JAKARTA, Berita HUKUM - Sikap tokoh pro demokrasi Myanmar Aung San Suu Kyi dipertanyakan lantaran tak bersuara menanggapi pembantaian Muslim Rohingya di Myanmar yang tengah berlangsung saat ini.
"Dia peraih nobel perdamaian dan sempat mengalami sendiri intimidasi dan penindasan yang dilakukan junta militer. Mengapa sekarang diam saja?" tutur Ketua Presidium Ikatan Cendekiawan Muslim se-Indonesia (ICMI) Prof. Nanat Fatah Natsir.
Dia menduga sikap diam Suu Kyi terhadap kejadian itu karena adanya agenda politik pemimpin oposisi Myanmar itu yang ingin mencalonkan diri sebagai presiden.
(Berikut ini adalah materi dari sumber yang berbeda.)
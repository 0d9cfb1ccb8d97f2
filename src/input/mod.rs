pub mod paste;
pub mod stop;

pub use paste::{ClipboardPaster, ImageSender};
pub use stop::CancelToken;
#[cfg(target_os = "linux")]
pub use stop::StopListener;
use anyhow::{Context, Result};
use clap::Parser;
use std::process::ExitCode;
use tokio::signal;
use tracing::{error, info, warn};
use tracing_subscriber::{layer::SubscriberExt, util::SubscriberInitExt};
use wablast_rs::browser::Session;
use wablast_rs::cli::Cli;
use wablast_rs::input::{CancelToken, ClipboardPaster};
use wablast_rs::workflow::{self, CampaignSettings};
use wablast_rs::{CaptionTemplate, Config, ContactTable, FeedbackLog, RunSummary};

#[tokio::main]
async fn main() -> ExitCode {
    tracing_subscriber::registry()
        .with(
            tracing_subscriber::EnvFilter::try_from_default_env()
                .unwrap_or_else(|_| "wablast=info".into()),
        )
        .with(tracing_subscriber::fmt::layer())
        .init();

    let cli = Cli::parse();

    let mut config = match Config::load(cli.config.as_deref()) {
        Ok(config) => config,
        Err(err) => {
            error!("Configuration error: {:#}", err);
            return ExitCode::from(1);
        }
    };
    config.apply_cli(&cli);

    info!("wablast-rs starting up");
    info!("{}", "=".repeat(50));
    info!("   Contacts: {}", config.contacts_file.display());
    info!("   Image: {}", config.image_file.display());
    info!("   WebDriver: {}", config.webdriver_url);
    info!("   Stop shortcut: {}", config.stop_shortcut);

    match run(config).await {
        Ok(_) => ExitCode::SUCCESS,
        Err(err) => {
            error!("Run failed: {:#}", err);
            ExitCode::from(1)
        }
    }
}

async fn run(config: Config) -> Result<RunSummary> {
    // Startup checks: everything that must exist before a browser is worth
    // launching.
    if !config.image_file.exists() {
        anyhow::bail!("Image file not found: {}", config.image_file.display());
    }

    let template = match CaptionTemplate::load(&config.caption_file) {
        Ok(template) if !template.is_empty() => template,
        Ok(_) => {
            warn!("Caption template is empty; proceeding without a caption");
            CaptionTemplate::empty()
        }
        Err(err) => {
            warn!("Could not read caption template: {:#}; proceeding without a caption", err);
            CaptionTemplate::empty()
        }
    };

    let table = ContactTable::load(&config.contacts_file).context("Failed to load contacts")?;
    let contacts = table.contacts();
    if contacts.is_empty() {
        anyhow::bail!(
            "No sendable contacts in {} (no rows with phone digits)",
            config.contacts_file.display()
        );
    }
    info!("Processing {} contact(s)", contacts.len());

    let feedback = FeedbackLog::new(&config.feedback_file);
    feedback.start()?;

    let cancel = CancelToken::new();
    spawn_signal_handler(cancel.clone());

    #[cfg(target_os = "linux")]
    let _stop_listener = match wablast_rs::input::StopListener::spawn(
        &config.stop_shortcut,
        cancel.clone(),
    ) {
        Ok(listener) => Some(listener),
        Err(err) => {
            warn!("Stop hotkey unavailable: {:#}; use Ctrl+C instead", err);
            None
        }
    };
    #[cfg(not(target_os = "linux"))]
    info!("Stop hotkey not supported on this platform; use Ctrl+C");

    let mut sender = ClipboardPaster::new().context("Failed to initialize clipboard paster")?;
    let settings = CampaignSettings::from_config(&config);

    // Session init failure is fatal to the run but still leaves a feedback
    // trail: one synthetic SYSTEM entry plus the summary block.
    let session = match Session::connect(
        &config.webdriver_url,
        &config.home_url,
        config.poll_interval(),
    )
    .await
    {
        Ok(session) => session,
        Err(err) => {
            let summary = RunSummary {
                total: contacts.len(),
                successes: 0,
                failures: 0,
                stopped: false,
            };
            record_fatal(&feedback, &summary, &format!("Browser initialization failed: {err}"));
            return Err(err).context("Failed to start browser session");
        }
    };

    if let Err(err) = session.authenticate(config.auth_wait()).await {
        let summary = RunSummary {
            total: contacts.len(),
            successes: 0,
            failures: 0,
            stopped: false,
        };
        record_fatal(&feedback, &summary, &format!("WhatsApp Web did not open: {err}"));
        session.close().await;
        return Err(err).context("Failed to open WhatsApp Web");
    }

    let summary = workflow::run_campaign(
        &session,
        &mut sender,
        &contacts,
        &template,
        &settings,
        &feedback,
        &cancel,
    )
    .await;

    // The session closes exactly once, whatever the campaign outcome.
    session.close().await;

    if let Err(err) = feedback.summary(&summary) {
        warn!("Failed to write summary block: {:#}", err);
    }

    info!(
        "Done: {} sent, {} failed out of {}",
        summary.successes, summary.failures, summary.total
    );
    if summary.stopped {
        info!("Stopped by user; {} contact(s) remaining", summary.remaining());
    }
    info!("Detailed feedback saved to {}", config.feedback_file.display());

    Ok(summary)
}

fn record_fatal(feedback: &FeedbackLog, summary: &RunSummary, message: &str) {
    if let Err(err) = feedback.record_system_error(summary.total, message) {
        warn!("Failed to write system error entry: {:#}", err);
    }
    if let Err(err) = feedback.summary(summary) {
        warn!("Failed to write summary block: {:#}", err);
    }
}

fn spawn_signal_handler(cancel: CancelToken) {
    #[cfg(unix)]
    tokio::spawn(async move {
        let ctrl_c = signal::ctrl_c();
        let mut sigterm = match signal::unix::signal(signal::unix::SignalKind::terminate()) {
            Ok(sigterm) => sigterm,
            Err(err) => {
                warn!("Failed to set up SIGTERM handler: {}", err);
                return;
            }
        };

        tokio::select! {
            _ = ctrl_c => {
                info!("Received SIGINT (Ctrl+C); stopping after the current contact");
            }
            _ = sigterm.recv() => {
                info!("Received SIGTERM; stopping after the current contact");
            }
        }

        cancel.request_stop();
    });

    #[cfg(not(unix))]
    tokio::spawn(async move {
        if signal::ctrl_c().await.is_ok() {
            info!("Received Ctrl+C; stopping after the current contact");
            cancel.request_stop();
        }
    });
}
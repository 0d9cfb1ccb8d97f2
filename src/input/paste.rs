use anyhow::{Context, Result};
use arboard::{Clipboard, ImageData};
use async_trait::async_trait;
use enigo::{Keyboard, Settings};
use std::borrow::Cow;
use std::path::Path;
use std::time::Duration;
use tracing::{debug, info};

use crate::browser::ChatError;

/// Capability the workflow sends an image through. The real implementation
/// drives the OS clipboard and keyboard; tests substitute a scripted double.
#[async_trait]
pub trait ImageSender: Send {
    async fn send(&mut self, image: &Path, caption: &str) -> Result<(), ChatError>;
}

/// Pastes an image plus caption into whatever window currently has input
/// focus and presses Enter. This routine has no idea which chat is focused;
/// correctness depends entirely on the caller having just navigated there.
///
/// There is no rollback: if the caption or send step fails after the image
/// paste, a retry in a fresh chat load can deliver the image twice. WhatsApp
/// Web exposes no send-confirmation the OS layer can read, so that risk is
/// documented rather than worked around.
pub struct ClipboardPaster {
    clipboard: Clipboard,
    preview_delay: Duration,
    settle_delay: Duration,
}

impl ClipboardPaster {
    pub fn new() -> Result<Self> {
        let clipboard = Clipboard::new().context("Failed to initialize clipboard")?;
        Ok(Self {
            clipboard,
            preview_delay: Duration::from_secs(2),
            settle_delay: Duration::from_secs(2),
        })
    }

    async fn run_sequence(&mut self, image: &Path, caption: &str) -> Result<()> {
        info!("Sending image {} ({} caption chars)", image.display(), caption.len());

        // Clear any stale text so the image paste cannot race an old entry.
        self.clipboard
            .set_text("")
            .context("Failed to clear clipboard")?;

        let image_data = load_clipboard_image(image)?;
        self.clipboard
            .set_image(image_data)
            .context("Failed to copy image to clipboard")?;
        debug!("Image copied to clipboard");

        // Let the clipboard owner change propagate before pasting.
        tokio::time::sleep(Duration::from_millis(300)).await;
        press_paste()?;
        debug!("Pasted image into composer");

        // The attachment preview has no observable completion signal at the
        // OS layer, so this stays a bounded fixed delay.
        tokio::time::sleep(self.preview_delay).await;

        if !caption.is_empty() {
            self.clipboard
                .set_text(caption)
                .context("Failed to copy caption to clipboard")?;
            tokio::time::sleep(Duration::from_millis(200)).await;
            press_paste()?;
            debug!("Pasted caption");
            tokio::time::sleep(Duration::from_millis(500)).await;
        }

        press_send()?;
        debug!("Pressed Enter to send");
        tokio::time::sleep(self.settle_delay).await;
        Ok(())
    }
}

#[async_trait]
impl ImageSender for ClipboardPaster {
    async fn send(&mut self, image: &Path, caption: &str) -> Result<(), ChatError> {
        self.run_sequence(image, caption)
            .await
            .map_err(|err| ChatError::Send(format!("{err:#}")))
    }
}

fn load_clipboard_image(path: &Path) -> Result<ImageData<'static>> {
    let decoded = image::open(path)
        .with_context(|| format!("Failed to decode image {}", path.display()))?
        .into_rgba8();
    let (width, height) = decoded.dimensions();
    Ok(ImageData {
        width: width as usize,
        height: height as usize,
        bytes: Cow::Owned(decoded.into_raw()),
    })
}

fn press_paste() -> Result<()> {
    use enigo::{Direction, Key};
    let mut enigo = enigo::Enigo::new(&Settings::default())
        .context("Failed to initialize Enigo for paste")?;

    enigo
        .key(Key::Control, Direction::Press)
        .context("Failed to press Ctrl")?;
    enigo
        .key(Key::Unicode('v'), Direction::Click)
        .context("Failed to press V")?;
    enigo
        .key(Key::Control, Direction::Release)
        .context("Failed to release Ctrl")?;
    Ok(())
}

fn press_send() -> Result<()> {
    use enigo::{Direction, Key};
    let mut enigo = enigo::Enigo::new(&Settings::default())
        .context("Failed to initialize Enigo for send")?;

    enigo
        .key(Key::Return, Direction::Click)
        .context("Failed to press Enter")?;
    Ok(())
}
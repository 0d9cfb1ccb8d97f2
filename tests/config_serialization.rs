use clap::Parser;
use std::io::Write;
use std::path::{Path, PathBuf};
use wablast_rs::cli::Cli;
use wablast_rs::{Config, InvalidNumberPolicy};

#[test]
fn default_config_round_trips() {
    let config = Config::default();
    let json = serde_json::to_string_pretty(&config).expect("serialize config");
    let decoded: Config = serde_json::from_str(&json).expect("deserialize config");
    assert_eq!(decoded, config);
}

#[test]
fn partial_config_keeps_defaults_for_omitted_fields() {
    let config: Config =
        serde_json::from_str(r#"{"max_retries": 1}"#).expect("deserialize config");
    assert_eq!(config.max_retries, 1);
    assert_eq!(config.chat_timeout_secs, 45);
    assert_eq!(config.invalid_number_policy, InvalidNumberPolicy::FailFast);
}

#[test]
fn jsonc_comments_are_accepted() {
    let mut file = tempfile::Builder::new()
        .suffix(".jsonc")
        .tempfile()
        .expect("temp config");
    file.write_all(
        br#"{
  // send more slowly than the default
  "contact_pause_secs": 10,
  "invalid_number_policy": "retry",
}"#,
    )
    .expect("write config");

    let config = Config::load(Some(file.path())).expect("load config");
    assert_eq!(config.contact_pause_secs, 10);
    assert_eq!(config.invalid_number_policy, InvalidNumberPolicy::Retry);
}

#[test]
fn explicit_missing_config_file_errors() {
    assert!(Config::load(Some(Path::new("/nonexistent/config.jsonc"))).is_err());
}

#[test]
fn cli_flags_override_config_values() {
    let cli = Cli::parse_from([
        "wablast-rs",
        "--contacts",
        "clients.csv",
        "--max-retries",
        "5",
        "--retry-invalid",
    ]);

    let mut config = Config::default();
    config.apply_cli(&cli);

    assert_eq!(config.contacts_file, PathBuf::from("clients.csv"));
    assert_eq!(config.max_retries, 5);
    assert_eq!(config.invalid_number_policy, InvalidNumberPolicy::Retry);
    // untouched values keep their defaults
    assert_eq!(config.image_file, PathBuf::from("image.png"));
}
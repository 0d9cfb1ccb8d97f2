//! Best-effort column role detection. Header keywords win; otherwise the
//! first few values of each column are sampled for phone-shaped content.
//! Ambiguous headers can misfire — that is documented behavior, the caller
//! logs which columns were picked so the operator can see it.

const PHONE_KEYWORDS: &[&str] = &[
    "phone", "mobile", "cell", "contact", "tel", "number", "whatsapp",
];

const NAME_KEYWORDS: &[&str] = &["name", "contact", "person", "customer", "client", "user"];

const SAMPLE_ROWS: usize = 5;
const MIN_PHONE_SAMPLES: usize = 3;
const PHONE_DIGITS: std::ops::RangeInclusive<usize> = 7..=15;

/// Strips everything but ASCII digits.
pub fn normalize_phone(raw: &str) -> String {
    raw.chars().filter(|c| c.is_ascii_digit()).collect()
}

/// Picks the phone column: first header containing a phone keyword, else the
/// first column where at least 3 of the first 5 values strip down to 7-15
/// digits, else column 0.
pub fn phone_column(headers: &[String], rows: &[Vec<String>]) -> usize {
    if let Some(col) = keyword_column(headers, PHONE_KEYWORDS, None) {
        return col;
    }

    for col in 0..headers.len() {
        let phone_like = rows
            .iter()
            .take(SAMPLE_ROWS)
            .filter(|row| PHONE_DIGITS.contains(&normalize_phone(&row[col]).len()))
            .count();
        if phone_like >= MIN_PHONE_SAMPLES {
            return col;
        }
    }

    0
}

/// Picks the name column among the non-phone columns, falling back to the
/// first non-phone column, or the phone column itself when it is the only one.
pub fn name_column(headers: &[String], phone_col: usize) -> usize {
    if let Some(col) = keyword_column(headers, NAME_KEYWORDS, Some(phone_col)) {
        return col;
    }

    (0..headers.len()).find(|&col| col != phone_col).unwrap_or(phone_col)
}

fn keyword_column(headers: &[String], keywords: &[&str], skip: Option<usize>) -> Option<usize> {
    headers.iter().enumerate().position(|(col, header)| {
        if skip == Some(col) {
            return false;
        }
        let lower = header.to_ascii_lowercase();
        keywords.iter().any(|keyword| lower.contains(keyword))
    })
}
Menurut dia, Suu Kyi takut tidak terpilih sebagai presiden bila membela suku Rohingya.
Mantan rektor UIN Sunan Gunungjati, Bandung itu mengecam sikap junta militer yang mengusir suku Rohingya dari Myanmar supaya pindah kewarganegaraan ke negara lain. Menurut dia, hal itu bertentangan dengan Piagam PBB dan ASEAN.
"Pengusiran dan pembantaian itu melanggar hak hidup suku Rohingya dan hak asasi manusia untuk beragama," ujarnya.
Karena itu, Nanat Fatah Natsir mendesak Organisasi Kerja Sama Islam (OKI) untuk segera mengambil sikap terhadap kejadian tersebut dengan mendesak PBB supaya menjatuhkan sanksi kepada Myanmar dan mengusut pembantaian tersebut.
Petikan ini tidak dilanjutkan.